▶ _What needs to be done_
Those lines of the material below that fall between its first line and the line with "XDG data directory", both included, are to be repeated exactly.

▶ _The data_

━━━━━━

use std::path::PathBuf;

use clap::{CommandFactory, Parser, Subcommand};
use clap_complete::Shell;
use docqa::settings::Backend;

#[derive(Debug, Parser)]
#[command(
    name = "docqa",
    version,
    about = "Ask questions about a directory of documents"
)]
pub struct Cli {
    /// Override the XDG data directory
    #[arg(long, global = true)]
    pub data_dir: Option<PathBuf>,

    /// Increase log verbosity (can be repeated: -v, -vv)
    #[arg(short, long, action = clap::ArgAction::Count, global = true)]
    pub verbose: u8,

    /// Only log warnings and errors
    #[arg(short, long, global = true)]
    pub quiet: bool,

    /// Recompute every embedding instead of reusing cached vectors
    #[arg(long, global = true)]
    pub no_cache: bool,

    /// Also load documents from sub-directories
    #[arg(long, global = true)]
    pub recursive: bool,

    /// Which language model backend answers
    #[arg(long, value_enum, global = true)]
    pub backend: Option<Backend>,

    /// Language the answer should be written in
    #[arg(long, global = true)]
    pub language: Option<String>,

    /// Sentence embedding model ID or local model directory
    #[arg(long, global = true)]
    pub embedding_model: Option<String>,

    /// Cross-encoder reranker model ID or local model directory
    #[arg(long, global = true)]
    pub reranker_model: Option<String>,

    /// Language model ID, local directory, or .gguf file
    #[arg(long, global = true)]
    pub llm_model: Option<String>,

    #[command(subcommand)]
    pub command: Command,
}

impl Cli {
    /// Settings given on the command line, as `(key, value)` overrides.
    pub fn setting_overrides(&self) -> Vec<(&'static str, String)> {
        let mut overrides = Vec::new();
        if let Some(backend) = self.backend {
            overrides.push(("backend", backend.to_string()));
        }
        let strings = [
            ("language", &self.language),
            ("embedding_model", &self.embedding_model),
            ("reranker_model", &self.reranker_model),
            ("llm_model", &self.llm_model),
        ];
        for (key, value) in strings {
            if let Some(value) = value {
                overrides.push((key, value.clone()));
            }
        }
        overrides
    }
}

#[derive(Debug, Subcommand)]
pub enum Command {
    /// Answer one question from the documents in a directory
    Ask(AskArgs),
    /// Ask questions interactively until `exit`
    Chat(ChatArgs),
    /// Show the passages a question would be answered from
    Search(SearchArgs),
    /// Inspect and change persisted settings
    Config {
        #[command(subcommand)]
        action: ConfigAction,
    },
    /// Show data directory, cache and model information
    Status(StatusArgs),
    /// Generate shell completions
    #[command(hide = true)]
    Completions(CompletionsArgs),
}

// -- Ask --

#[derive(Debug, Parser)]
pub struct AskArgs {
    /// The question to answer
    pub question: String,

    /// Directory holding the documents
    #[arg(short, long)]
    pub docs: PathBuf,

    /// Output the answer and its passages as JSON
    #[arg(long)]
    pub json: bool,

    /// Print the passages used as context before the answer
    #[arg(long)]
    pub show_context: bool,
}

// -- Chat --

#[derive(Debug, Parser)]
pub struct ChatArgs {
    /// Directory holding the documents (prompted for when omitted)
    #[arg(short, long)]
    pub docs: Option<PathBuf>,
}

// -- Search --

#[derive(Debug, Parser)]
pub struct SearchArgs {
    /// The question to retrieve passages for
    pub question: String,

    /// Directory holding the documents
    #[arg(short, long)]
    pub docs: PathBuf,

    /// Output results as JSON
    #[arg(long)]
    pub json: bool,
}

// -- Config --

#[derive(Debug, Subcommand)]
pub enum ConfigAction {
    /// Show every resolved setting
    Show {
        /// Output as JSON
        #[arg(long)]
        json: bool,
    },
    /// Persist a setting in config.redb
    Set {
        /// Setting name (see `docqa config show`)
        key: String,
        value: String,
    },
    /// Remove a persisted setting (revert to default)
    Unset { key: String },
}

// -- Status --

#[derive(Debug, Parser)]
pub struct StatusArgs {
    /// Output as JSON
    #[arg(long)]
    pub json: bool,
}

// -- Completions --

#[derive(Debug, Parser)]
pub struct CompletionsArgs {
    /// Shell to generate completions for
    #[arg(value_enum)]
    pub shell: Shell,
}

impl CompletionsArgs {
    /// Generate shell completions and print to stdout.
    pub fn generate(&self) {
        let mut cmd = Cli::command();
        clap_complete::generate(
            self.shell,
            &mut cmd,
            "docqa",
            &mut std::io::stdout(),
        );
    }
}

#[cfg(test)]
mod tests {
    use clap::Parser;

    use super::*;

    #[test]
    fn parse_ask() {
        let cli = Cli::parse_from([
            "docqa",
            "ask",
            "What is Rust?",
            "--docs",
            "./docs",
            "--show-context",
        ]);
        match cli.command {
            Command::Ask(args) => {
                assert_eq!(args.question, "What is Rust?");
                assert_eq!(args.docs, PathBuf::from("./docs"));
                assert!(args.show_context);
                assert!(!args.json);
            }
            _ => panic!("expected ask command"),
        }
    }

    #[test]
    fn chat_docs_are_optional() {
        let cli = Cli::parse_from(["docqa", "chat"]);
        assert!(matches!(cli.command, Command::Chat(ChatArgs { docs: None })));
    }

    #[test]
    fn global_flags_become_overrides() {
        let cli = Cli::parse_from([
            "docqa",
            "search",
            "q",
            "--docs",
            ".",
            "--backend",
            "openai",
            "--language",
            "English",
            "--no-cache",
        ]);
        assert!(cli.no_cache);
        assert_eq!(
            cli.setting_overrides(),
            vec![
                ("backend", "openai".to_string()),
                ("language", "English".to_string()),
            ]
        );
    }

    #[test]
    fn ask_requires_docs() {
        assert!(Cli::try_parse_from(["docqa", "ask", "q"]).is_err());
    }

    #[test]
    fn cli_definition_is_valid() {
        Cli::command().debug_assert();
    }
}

━━━━━━

▶ _Response box_
use std::path::PathBuf;

use clap::{CommandFactory, Parser, Subcommand};
use clap_complete::Shell;
use docqa::settings::Backend;

#[derive(Debug, Parser)]
#[command(
    name = "docqa",
    version,
    about = "Ask questions about a directory of documents"
)]
pub struct Cli {
    /// Override the XDG data directory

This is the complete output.